On The Decoding Error Weight of One or Two Deletion Channels

This paper tackles two problems that fall under the study of coding for insertions and deletions. These problems are motivated by several applications, among them is reconstructing strands in DNA-based storage systems. Under this paradigm, a word is transmitted over some fixed number of identical independent channels and the goal of the decoder is to output the transmitted word or some close approximation of it. The first part of the paper studies optimal decoding for a special case of the deletion channel, referred by the $k$-deletion channel, which deletes exactly $k$ symbols of the transmitted word uniformly at random. In this part, the goal is to understand how an optimal decoder operates in order to minimize the expected normalized distance.

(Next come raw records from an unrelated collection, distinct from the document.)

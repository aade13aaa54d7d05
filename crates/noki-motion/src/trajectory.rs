//! 单通道插值状态
//!
//! [`Trajectory`] 描述一个通道正在进行的线性运动：当前角度、目标
//! 角度、每拍增量和剩余步数。控制器对它的所有读写都发生在同一把
//! 锁之下，本类型自身不做任何同步。
//!
//! # 精确到达
//!
//! 浮点增量逐拍累加会产生微小漂移，最后一步直接赋值 `target`，
//! 保证 `steps_remaining == 0 ⇒ current == target` 严格成立。

/// 单通道轨迹状态
#[derive(Debug, Clone, PartialEq)]
pub struct Trajectory {
    /// 最后一次已命令的角度（度），始终在所属通道的限位内
    current: f64,
    /// 运动目标角度（度），可能等于 current
    target: f64,
    /// 每拍增量（度，带符号）
    delta_per_tick: f64,
    /// 到达目标前剩余的节拍数
    steps_remaining: u32,
}

impl Trajectory {
    /// 以静止状态创建（current == target，无剩余步数）
    pub fn at_rest(angle: f64) -> Self {
        Self {
            current: angle,
            target: angle,
            delta_per_tick: 0.0,
            steps_remaining: 0,
        }
    }

    /// 整体替换运动目标
    ///
    /// 从当前角度出发，`steps` 拍后到达 `target`。正在进行的运动
    /// 被直接取代（没有独立的取消原语，后到的目标即刻生效）。
    pub fn retarget(&mut self, target: f64, steps: u32) {
        debug_assert!(steps >= 1, "trajectory needs at least one step");
        self.target = target;
        self.delta_per_tick = (target - self.current) / steps as f64;
        self.steps_remaining = steps;
    }

    /// 推进一拍
    ///
    /// 空闲（无剩余步数）返回 `None`；否则前进一步并返回新的
    /// 当前角度，供调用方写入硬件。
    pub fn advance(&mut self) -> Option<f64> {
        if self.steps_remaining == 0 {
            return None;
        }
        self.steps_remaining -= 1;
        if self.steps_remaining == 0 {
            // 最后一步：直接落在目标上，消除浮点累积误差
            self.current = self.target;
        } else {
            self.current += self.delta_per_tick;
        }
        Some(self.current)
    }

    pub fn current(&self) -> f64 {
        self.current
    }

    pub fn target(&self) -> f64 {
        self.target
    }

    pub fn steps_remaining(&self) -> u32 {
        self.steps_remaining
    }

    pub fn is_idle(&self) -> bool {
        self.steps_remaining == 0
    }
}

A full characterization of an efficient optimal decoder for this setup, referred to as the maximum likelihood* (ML*) decoder, is given for a channel that deletes one or two symbols. The second part of this paper studies the deletion channel that deletes a symbol with some fixed probability $p$, while focusing on two instances of this channel. Since operating the maximum likelihood (ML) decoder, in this case, is computationally unfeasible, we study a slightly degraded version of this decoder for two channels and study its expected normalized distance. We observe that the dominant error patterns are deletions in the same run or errors resulting from alternating sequences. Based on these observations, we derive lower bounds on the expected normalized distance of the degraded ML decoder for any transmitted $q$-ary sequence of length $n$ and any deletion probability $p$. We further show that as the word length approaches infinity and the channel's deletion probability $p$ approaches zero, these bounds converge to approximately $\frac{3q - 1}{q - 1} p^2$. These theoretical results are verified by corresponding simulations.